Throughout the 2012 contest, FairVote has tracked how Mitt Romney (see Romney vs. Romney) and Ron Paul (see Paul vs. Paul) have fared when matched against their own performances in 2008. The results may surprise you:
Ron Paul is 21-1 compared to 2008: In the 22 contests to date, Ron Paul 2012 has earned a higher percentage of the vote than Ron Paul 2008 in 21 of 22 states. (The only exception is Idaho, where Paul and John McCain were the only active candidates in 2008.)
Mitt Romney is 8 - 9 compared to 2008: In the 17 contests to date where Romney also competed as an active candidate in 2008, Romney has improved his share of the vote in eight and earned a lower share in nine.

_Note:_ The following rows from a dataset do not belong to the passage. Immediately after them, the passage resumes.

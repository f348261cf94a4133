// src/db/supabase.rs
//
// Implementación HTTP de los dos traits de `db` contra el backend
// gestionado: tablas y RPC por la superficie REST, identidades por los
// endpoints de auth. Las lecturas de una sola fila van como consulta
// con `limit=1` y se toma la primera.

use std::time::Duration;

use async_trait::async_trait;
use chrono::{DateTime, Utc};
use reqwest::StatusCode;
use serde::Deserialize;
use serde_json::json;
use uuid::Uuid;

use crate::common::error::AppError;
use crate::db::{ClienteAuth, ClienteDatos};
use crate::models::auth::{MetadataRegistro, Propietario, Sesion, SuperAdmin, Usuario};
use crate::models::codigos::CodigoInvitacion;
use crate::models::locales::Local;

const SELECT_SUPER_ADMIN: &str = "user_id,nombre,email,created_at,nivel";
const SELECT_PERFIL: &str =
    "id,email,nombre_completo,rol,local_asignado_id,plan,plan_vence_en,created_at,updated_at";
const SELECT_CODIGO: &str = "codigo,local_id,usado,usado_por,fecha_uso";

pub struct SupabaseCliente {
    http: reqwest::Client,
    url: String,
    anon_key: String,
}

impl SupabaseCliente {
    pub fn new(url: &str, anon_key: &str) -> Result<Self, AppError> {
        let http = reqwest::Client::builder()
            .user_agent("nightly-admin/0.1")
            .timeout(Duration::from_secs(30))
            .build()?;
        Ok(Self {
            http,
            url: url.trim_end_matches('/').to_string(),
            anon_key: anon_key.to_string(),
        })
    }

    fn rest(&self, tabla: &str) -> String {
        format!("{}/rest/v1/{}", self.url, tabla)
    }

    fn auth(&self, ruta: &str) -> String {
        format!("{}/auth/v1/{}", self.url, ruta)
    }

    // GET sobre una tabla con el token indicado; devuelve las filas.
    async fn filas<T: serde::de::DeserializeOwned>(
        &self,
        token: &str,
        tabla: &str,
        consulta: &[(&str, String)],
    ) -> Result<Vec<T>, AppError> {
        let respuesta = self
            .http
            .get(self.rest(tabla))
            .header("apikey", &self.anon_key)
            .bearer_auth(token)
            .query(consulta)
            .send()
            .await?
            .error_for_status()?;
        Ok(respuesta.json().await?)
    }

    async fn parchear(
        &self,
        token: &str,
        tabla: &str,
        consulta: &[(&str, String)],
        cuerpo: serde_json::Value,
    ) -> Result<(), AppError> {
        self.http
            .patch(self.rest(tabla))
            .header("apikey", &self.anon_key)
            .header("Prefer", "return=minimal")
            .bearer_auth(token)
            .query(consulta)
            .json(&cuerpo)
            .send()
            .await?
            .error_for_status()?;
        Ok(())
    }
}

// Formas de las respuestas del servicio de auth.

#[derive(Debug, Deserialize)]
struct UsuarioWire {
    id: Uuid,
    #[serde(default)]
    email: Option<String>,
}

#[derive(Debug, Deserialize)]
struct SesionWire {
    access_token: String,
    #[serde(default)]
    refresh_token: Option<String>,
    #[serde(default)]
    expires_in: Option<i64>,
    user: UsuarioWire,
}

impl SesionWire {
    fn a_sesion(self, email_solicitado: &str) -> Sesion {
        Sesion {
            access_token: self.access_token,
            refresh_token: self.refresh_token,
            expira_en: self
                .expires_in
                .map(|segundos| Utc::now() + chrono::Duration::seconds(segundos)),
            usuario: Usuario {
                id: self.user.id,
                email: self.user.email.unwrap_or_else(|| email_solicitado.to_string()),
            },
        }
    }
}

#[derive(Debug, Default, Deserialize)]
struct ErrorAuthWire {
    #[serde(default)]
    msg: Option<String>,
    #[serde(default)]
    error_description: Option<String>,
    #[serde(default)]
    message: Option<String>,
}

impl ErrorAuthWire {
    fn mensaje(self, status: StatusCode) -> String {
        self.msg
            .or(self.error_description)
            .or(self.message)
            .unwrap_or_else(|| format!("HTTP {}", status.as_u16()))
    }
}

#[derive(Debug, Deserialize)]
struct IdWire {
    #[allow(dead_code)]
    id: Uuid,
}

#[async_trait]
impl ClienteDatos for SupabaseCliente {
    async fn buscar_super_admin(&self, token: &str, user_id: Uuid) -> Result<Option<SuperAdmin>, AppError> {
        let filas: Vec<SuperAdmin> = self
            .filas(
                token,
                "super_admins",
                &[
                    ("select", SELECT_SUPER_ADMIN.into()),
                    ("user_id", format!("eq.{user_id}")),
                    ("limit", "1".into()),
                ],
            )
            .await?;
        Ok(filas.into_iter().next())
    }

    async fn buscar_perfil(&self, token: &str, user_id: Uuid) -> Result<Option<Propietario>, AppError> {
        let filas: Vec<Propietario> = self
            .filas(
                token,
                "perfiles",
                &[
                    ("select", SELECT_PERFIL.into()),
                    ("id", format!("eq.{user_id}")),
                    ("limit", "1".into()),
                ],
            )
            .await?;
        Ok(filas.into_iter().next())
    }

    async fn existe_perfil(&self, token: &str, user_id: Uuid) -> Result<bool, AppError> {
        let filas: Vec<IdWire> = self
            .filas(
                token,
                "perfiles",
                &[
                    ("select", "id".into()),
                    ("id", format!("eq.{user_id}")),
                    ("limit", "1".into()),
                ],
            )
            .await?;
        Ok(!filas.is_empty())
    }

    async fn buscar_codigo_sin_usar(&self, codigo: &str) -> Result<Option<CodigoInvitacion>, AppError> {
        // Corre antes de que exista usuario: va con la clave anónima.
        let filas: Vec<CodigoInvitacion> = self
            .filas(
                &self.anon_key,
                "codigos_invitacion",
                &[
                    ("select", SELECT_CODIGO.into()),
                    ("codigo", format!("eq.{codigo}")),
                    ("usado", "eq.false".into()),
                    ("limit", "1".into()),
                ],
            )
            .await?;
        Ok(filas.into_iter().next())
    }

    async fn asignar_local_a_perfil(
        &self,
        token: &str,
        user_id: Uuid,
        local_id: Uuid,
        nombre_completo: &str,
    ) -> Result<(), AppError> {
        self.parchear(
            token,
            "perfiles",
            &[("id", format!("eq.{user_id}"))],
            json!({
                "local_asignado_id": local_id,
                "nombre_completo": nombre_completo,
            }),
        )
        .await
    }

    async fn consumir_codigo(
        &self,
        token: &str,
        codigo: &str,
        usado_por: Uuid,
        fecha_uso: DateTime<Utc>,
    ) -> Result<(), AppError> {
        self.parchear(
            token,
            "codigos_invitacion",
            &[("codigo", format!("eq.{codigo}"))],
            json!({
                "usado": true,
                "usado_por": usado_por,
                "fecha_uso": fecha_uso,
            }),
        )
        .await
    }

    async fn generar_codigo_invitacion(&self, token: &str, local_id: Uuid) -> Result<String, AppError> {
        let respuesta = self
            .http
            .post(self.rest("rpc/generar_codigo_invitacion"))
            .header("apikey", &self.anon_key)
            .bearer_auth(token)
            .json(&json!({ "p_local_id": local_id }))
            .send()
            .await?
            .error_for_status()?;
        Ok(respuesta.json().await?)
    }

    async fn listar_locales(&self, token: &str) -> Result<Vec<Local>, AppError> {
        self.filas(
            token,
            "locales",
            &[
                ("select", "*".into()),
                ("order", "fecha_creacion.desc".into()),
            ],
        )
        .await
    }

    async fn obtener_local(&self, token: &str, id: Uuid) -> Result<Option<Local>, AppError> {
        let filas: Vec<Local> = self
            .filas(
                token,
                "locales",
                &[
                    ("select", "*".into()),
                    ("id", format!("eq.{id}")),
                    ("limit", "1".into()),
                ],
            )
            .await?;
        Ok(filas.into_iter().next())
    }
}

#[async_trait]
impl ClienteAuth for SupabaseCliente {
    async fn registrar(
        &self,
        email: &str,
        password: &str,
        metadata: MetadataRegistro,
    ) -> Result<Sesion, AppError> {
        let respuesta = self
            .http
            .post(self.auth("signup"))
            .header("apikey", &self.anon_key)
            .json(&json!({
                "email": email,
                "password": password,
                "data": {
                    "nombre_completo": metadata.nombre_completo,
                    "rol": metadata.rol,
                },
            }))
            .send()
            .await?;

        let status = respuesta.status();
        if !status.is_success() {
            let detalle: ErrorAuthWire = respuesta.json().await.unwrap_or_default();
            return Err(AppError::Registro(detalle.mensaje(status)));
        }

        // Con confirmación por e-mail activada el alta no trae token;
        // este panel requiere autoconfirmación.
        let cuerpo: serde_json::Value = respuesta.json().await?;
        if cuerpo.get("access_token").is_none() {
            return Err(AppError::Registro(
                "La cuenta quedó pendiente de confirmación por e-mail".into(),
            ));
        }
        let sesion: SesionWire =
            serde_json::from_value(cuerpo).map_err(anyhow::Error::from)?;
        Ok(sesion.a_sesion(email))
    }

    async fn iniciar_sesion(&self, email: &str, password: &str) -> Result<Sesion, AppError> {
        let respuesta = self
            .http
            .post(self.auth("token?grant_type=password"))
            .header("apikey", &self.anon_key)
            .json(&json!({ "email": email, "password": password }))
            .send()
            .await?;

        let status = respuesta.status();
        if status == StatusCode::BAD_REQUEST || status == StatusCode::UNAUTHORIZED {
            return Err(AppError::CredencialesInvalidas);
        }
        if !status.is_success() {
            let detalle: ErrorAuthWire = respuesta.json().await.unwrap_or_default();
            return Err(AppError::Datos(detalle.mensaje(status)));
        }

        let sesion: SesionWire = respuesta.json().await?;
        Ok(sesion.a_sesion(email))
    }

    async fn validar_token(&self, access_token: &str) -> Result<Option<Usuario>, AppError> {
        let respuesta = self
            .http
            .get(self.auth("user"))
            .header("apikey", &self.anon_key)
            .bearer_auth(access_token)
            .send()
            .await?;

        let status = respuesta.status();
        if status == StatusCode::UNAUTHORIZED || status == StatusCode::FORBIDDEN {
            return Ok(None);
        }
        let usuario: UsuarioWire = respuesta.error_for_status()?.json().await?;
        Ok(Some(Usuario {
            id: usuario.id,
            email: usuario.email.unwrap_or_default(),
        }))
    }

    async fn cerrar_sesion(&self, access_token: &str) -> Result<(), AppError> {
        let respuesta = self
            .http
            .post(self.auth("logout"))
            .header("apikey", &self.anon_key)
            .bearer_auth(access_token)
            .send()
            .await?;

        // Un token ya muerto cuenta como sesión cerrada.
        if respuesta.status() == StatusCode::UNAUTHORIZED {
            return Ok(());
        }
        respuesta.error_for_status()?;
        Ok(())
    }
}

These comparisons raise an important question: who represents the future of the Republican Party? Does Paul’s support have a ceiling, or could another candidate like his son, Sen. Rand Paul (R-KY), build on this support in the future? Despite Paul being older as an individual than Romney, his most passionate backers are young. Consider that in the Virginia primary between Romney and Paul, CNN exit polls found that Paul won more than 60% support from voters in the age quadrants of 18-30 and 31-45. Romney’s victory depended on winning more than 80% of the vote of voters older than 65.

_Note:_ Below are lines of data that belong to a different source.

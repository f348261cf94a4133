// src/models/locales.rs

use chrono::{DateTime, Utc};
use serde::{Deserialize, Serialize};
use uuid::Uuid;
use validator::Validate;

/// Nivel de ocupación del local, derivado de `capacidad_actual`.
/// Umbrales: menos de 20 vacío, 20–49 medio, 50–79 caliente, 80+ fuego.
#[derive(Debug, Clone, Copy, PartialEq, Eq, Serialize, Deserialize)]
#[serde(rename_all = "lowercase")]
pub enum EstadoLocal {
    Vacio,
    Medio,
    Caliente,
    Fuego,
}

impl EstadoLocal {
    pub fn desde_capacidad(capacidad: u8) -> Self {
        if capacidad >= 80 {
            EstadoLocal::Fuego
        } else if capacidad >= 50 {
            EstadoLocal::Caliente
        } else if capacidad >= 20 {
            EstadoLocal::Medio
        } else {
            EstadoLocal::Vacio
        }
    }
}

// Copia de exhibición de un local. El servicio de datos remoto es el
// dueño del registro; esta estructura vive lo que dura la vista y las
// escrituras concurrentes se resuelven allá (gana la última).
#[derive(Debug, Clone, Serialize, Deserialize)]
pub struct Local {
    pub id: Uuid,
    pub nombre: String,
    pub tipo: String,
    pub direccion: String,
    pub latitud: f64,
    pub longitud: f64,
    pub capacidad_actual: u8,
    pub estado: EstadoLocal,
    #[serde(default)]
    pub tiempo_espera: u32,
    #[serde(default)]
    pub tiene_musica_en_vivo: bool,
    #[serde(default)]
    pub musica_actual: Option<String>,
    #[serde(default)]
    pub descripcion: Option<String>,
    #[serde(default)]
    pub telefono: Option<String>,
    #[serde(default)]
    pub instagram: Option<String>,
    #[serde(default)]
    pub facebook: Option<String>,
    #[serde(default)]
    pub horario_apertura: Option<String>,
    #[serde(default)]
    pub horario_cierre: Option<String>,
    #[serde(default)]
    pub rango_precio: Option<String>,
    #[serde(default)]
    pub fotos: Vec<String>,
    // Quién dio de alta el local (admin o pasante); base del alcance
    // de edición de los pasantes.
    #[serde(default)]
    pub creado_por_id: Option<Uuid>,
    pub activo: bool,
    pub verificado: bool,
    #[serde(default)]
    pub codigo_invitacion: Option<String>,
    #[serde(default)]
    pub codigo_usado: bool,
    pub fecha_creacion: DateTime<Utc>,
}

// Datos del formulario de alta de local.
#[derive(Debug, Clone, Serialize, Deserialize, Validate)]
pub struct NuevoLocal {
    #[validate(length(min = 2, message = "El nombre debe tener al menos 2 caracteres."))]
    pub nombre: String,
    #[validate(length(min = 1, message = "El tipo de local es obligatorio."))]
    pub tipo: String,
    #[validate(length(min = 5, message = "La dirección debe tener al menos 5 caracteres."))]
    pub direccion: String,
    #[validate(range(min = -90.0, max = 90.0, message = "La latitud debe estar entre -90 y 90."))]
    pub latitud: f64,
    #[validate(range(min = -180.0, max = 180.0, message = "La longitud debe estar entre -180 y 180."))]
    pub longitud: f64,
    #[serde(default, skip_serializing_if = "Option::is_none")]
    pub telefono: Option<String>,
}

impl NuevoLocal {
    // Cuerpo que espera el backend al crear: el formulario más los
    // valores iniciales fijos de todo local nuevo.
    pub fn cuerpo_alta(&self) -> AltaLocal<'_> {
        AltaLocal {
            datos: self,
            estado: EstadoLocal::Vacio,
            capacidad_actual: 0,
            activo: true,
            verificado: false,
            tiene_musica_en_vivo: false,
            es_zona_segura: true,
        }
    }
}

#[derive(Debug, Serialize)]
pub struct AltaLocal<'a> {
    #[serde(flatten)]
    datos: &'a NuevoLocal,
    estado: EstadoLocal,
    capacidad_actual: u8,
    activo: bool,
    verificado: bool,
    tiene_musica_en_vivo: bool,
    es_zona_segura: bool,
}

/// Cuerpo de un PATCH parcial sobre un local. Solo viajan los campos
/// presentes; `Some(None)` serializa un `null` explícito para limpiar
/// un campo anulable.
#[derive(Debug, Clone, Default, Serialize)]
pub struct ActualizacionLocal {
    #[serde(skip_serializing_if = "Option::is_none")]
    pub nombre: Option<String>,
    #[serde(skip_serializing_if = "Option::is_none")]
    pub tipo: Option<String>,
    #[serde(skip_serializing_if = "Option::is_none")]
    pub direccion: Option<String>,
    #[serde(skip_serializing_if = "Option::is_none")]
    pub latitud: Option<f64>,
    #[serde(skip_serializing_if = "Option::is_none")]
    pub longitud: Option<f64>,
    #[serde(skip_serializing_if = "Option::is_none")]
    pub capacidad_actual: Option<u8>,
    #[serde(skip_serializing_if = "Option::is_none")]
    pub estado: Option<EstadoLocal>,
    #[serde(skip_serializing_if = "Option::is_none")]
    pub tiempo_espera: Option<u32>,
    #[serde(skip_serializing_if = "Option::is_none")]
    pub tiene_musica_en_vivo: Option<bool>,
    #[serde(skip_serializing_if = "Option::is_none")]
    pub musica_actual: Option<Option<String>>,
    #[serde(skip_serializing_if = "Option::is_none")]
    pub descripcion: Option<String>,
    #[serde(skip_serializing_if = "Option::is_none")]
    pub telefono: Option<String>,
    #[serde(skip_serializing_if = "Option::is_none")]
    pub instagram: Option<String>,
    #[serde(skip_serializing_if = "Option::is_none")]
    pub facebook: Option<String>,
    #[serde(skip_serializing_if = "Option::is_none")]
    pub horario_apertura: Option<String>,
    #[serde(skip_serializing_if = "Option::is_none")]
    pub horario_cierre: Option<String>,
    #[serde(skip_serializing_if = "Option::is_none")]
    pub rango_precio: Option<String>,
    #[serde(skip_serializing_if = "Option::is_none")]
    pub activo: Option<bool>,
    #[serde(skip_serializing_if = "Option::is_none")]
    pub verificado: Option<bool>,
}

impl ActualizacionLocal {
    /// Patch típico del panel de propietario: capacidad y ambiente.
    /// El estado se recalcula siempre a partir de la capacidad.
    pub fn capacidad(capacidad: u8, tiempo_espera: u32, musica_en_vivo: bool, musica: Option<String>) -> Self {
        ActualizacionLocal {
            capacidad_actual: Some(capacidad),
            estado: Some(EstadoLocal::desde_capacidad(capacidad)),
            tiempo_espera: Some(tiempo_espera),
            tiene_musica_en_vivo: Some(musica_en_vivo),
            musica_actual: Some(musica.filter(|m| !m.trim().is_empty())),
            ..Default::default()
        }
    }
}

One refrain of Inside-the-Beltway pundits is that Republicans would be better off without an ongoing contest. Looking no further than the latest polls, they assume that dips in overall favorability ratings for frontrunner Mitt Romney indicate that it’s the ongoing Republican contest that is his problem. Behind this logic is the implicit assumption that Romney’s efforts to earn true majority support in the Republican Party in states across the nation weaken him for the fall campaign – that the Republican agenda in fact is a minority one, and that the sooner Romney can ignore what many Republicans believe, the better it is for is party.
This same claim was made in 2008 during the Democratic contest: Republican nominee John McCain could bask in his premature victory (one grounded in the GOP’s frontloading of winner-take-all contests) while Barack Obama and Hillary Clinton contested every contest into June. But it’s inconceivable to imagine Barack Obama carrying Indiana and North Carolina in the general election without the intensely competitive primaries in those states. It’s also true that competing in all states allowed a relative newcomer on the scene – a junior senator from Illinois and the nation’s first racial minority to be a major party nominee – to introduce himself directly to more voters, while indirectly introducing himself to the country through ongoing television coverage of the nomination campaign. He also improved as a candidate in debates and in handling adversity.

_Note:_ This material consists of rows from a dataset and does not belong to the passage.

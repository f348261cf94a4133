// src/models/planes.rs

use chrono::{DateTime, Months, Utc};
use serde::{Deserialize, Serialize};

/// Nivel de suscripción de un propietario.
#[derive(Debug, Clone, Copy, PartialEq, Eq, Serialize, Deserialize)]
#[serde(rename_all = "lowercase")]
pub enum TipoPlan {
    Basico,
    Profesional,
    Premium,
}

// Ficha estática de un plan: precio fijo y listas de qué incluye y qué
// no. Es catálogo, no comportamiento; el backend valida cupos con sus
// propios datos.
#[derive(Debug, Clone, Serialize)]
pub struct Plan {
    pub id: TipoPlan,
    pub nombre: &'static str,
    pub precio: u32,
    pub badge: &'static str,
    pub descripcion: &'static str,
    pub features: &'static [&'static str],
    pub features_no_incluidas: &'static [&'static str],
    pub limite_fotos: u32,
}

// Duraciones que ofrece el panel al asignar un plan.
pub const MESES_ASIGNABLES: &[u32] = &[1, 2, 3, 6];

impl TipoPlan {
    pub fn plan(&self) -> Plan {
        match self {
            TipoPlan::Basico => Plan {
                id: TipoPlan::Basico,
                nombre: "Básico",
                precio: 20,
                badge: "",
                descripcion: "Presencia esencial en el mapa",
                features: &[
                    "Aparecer en el mapa",
                    "Actualizar capacidad en tiempo real",
                    "Una promoción activa",
                ],
                features_no_incluidas: &[
                    "Posición destacada",
                    "Fotos del local",
                    "Estadísticas semanales",
                    "Badge visible",
                    "Boost al #1",
                ],
                limite_fotos: 0,
            },
            TipoPlan::Profesional => Plan {
                id: TipoPlan::Profesional,
                nombre: "Profesional",
                precio: 120,
                badge: "⭐",
                descripcion: "Más visibilidad, más clientes",
                features: &[
                    "Todo lo del plan Básico",
                    "Badge ⭐ Destacado visible",
                    "Posición normal (sobre básicos)",
                    "Hasta 3 promociones activas",
                    "Hasta 5 fotos del local",
                    "Estadísticas semanales básicas",
                ],
                features_no_incluidas: &[
                    "Posición Top fija",
                    "Boost al #1",
                    "WhatsApp directo",
                    "Stats completas",
                ],
                limite_fotos: 5,
            },
            TipoPlan::Premium => Plan {
                id: TipoPlan::Premium,
                nombre: "Premium",
                precio: 280,
                badge: "👑",
                descripcion: "Máxima visibilidad en tu ciudad",
                features: &[
                    "Todo lo del plan Profesional",
                    "Badge 👑 Premium visible",
                    "Top fijo en tu ciudad",
                    "Promociones ilimitadas",
                    "Hasta 15 fotos del local",
                    "Estadísticas completas",
                    "Boost al #1 (4 veces/mes, 2 horas)",
                    "Botón WhatsApp directo",
                ],
                features_no_incluidas: &[],
                limite_fotos: 15,
            },
        }
    }

    pub fn limite_fotos(&self) -> u32 {
        self.plan().limite_fotos
    }
}

/// Vencimiento de un plan asignado por N meses calendario a partir de
/// `desde`. La fecha es informativa: nada revoca capacidades solo, el
/// panel muestra el aviso de vencido.
pub fn vencimiento(desde: DateTime<Utc>, meses: u32) -> DateTime<Utc> {
    desde
        .checked_add_months(Months::new(meses))
        .unwrap_or(desde)
}

/// Sin fecha de vencimiento el plan es vigente indefinidamente.
pub fn plan_vigente(vence_en: Option<DateTime<Utc>>, ahora: DateTime<Utc>) -> bool {
    match vence_en {
        None => true,
        Some(vence) => vence > ahora,
    }
}

/// Días que le quedan al plan, redondeados hacia arriba y nunca
/// negativos. `None` cuando el plan no vence.
pub fn dias_restantes(vence_en: Option<DateTime<Utc>>, ahora: DateTime<Utc>) -> Option<i64> {
    let vence = vence_en?;
    let restante = vence.signed_duration_since(ahora);
    let segundos = restante.num_seconds();
    if segundos <= 0 {
        return Some(0);
    }
    Some((segundos as u64).div_ceil(86_400) as i64)
}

Mitt Romney may not end up as the Republican nominee. He may not defeat Barack Obama in November. But he would benefit from becoming a better campaigner –and proving yourself under fire is a great way to do so. As a religious minority (a Mormon), he also can benefit from a campaign to gain more support from more Republican voters, especially evangelical Christians. Come this fall, the narrative of the campaign likely will be either that GOP nominee Romney was ultimately strengthened by this nomination contest or that the party turned to another nominee because Romney was unable to improve as a candidate and connect with enough Republican voters.
Aside from electoral calculations about November, it’s a dangerous precedent to suggest it’s better to have contests where fewer states and fewer voters matter. Under the current RNC rules, more states will have real contests that matter and, as a result, more voters will matter. In a representative democracy grounded in the values of one-person, one-vote, we should be wary of giving up on the value of giving all voters a chance to make a difference.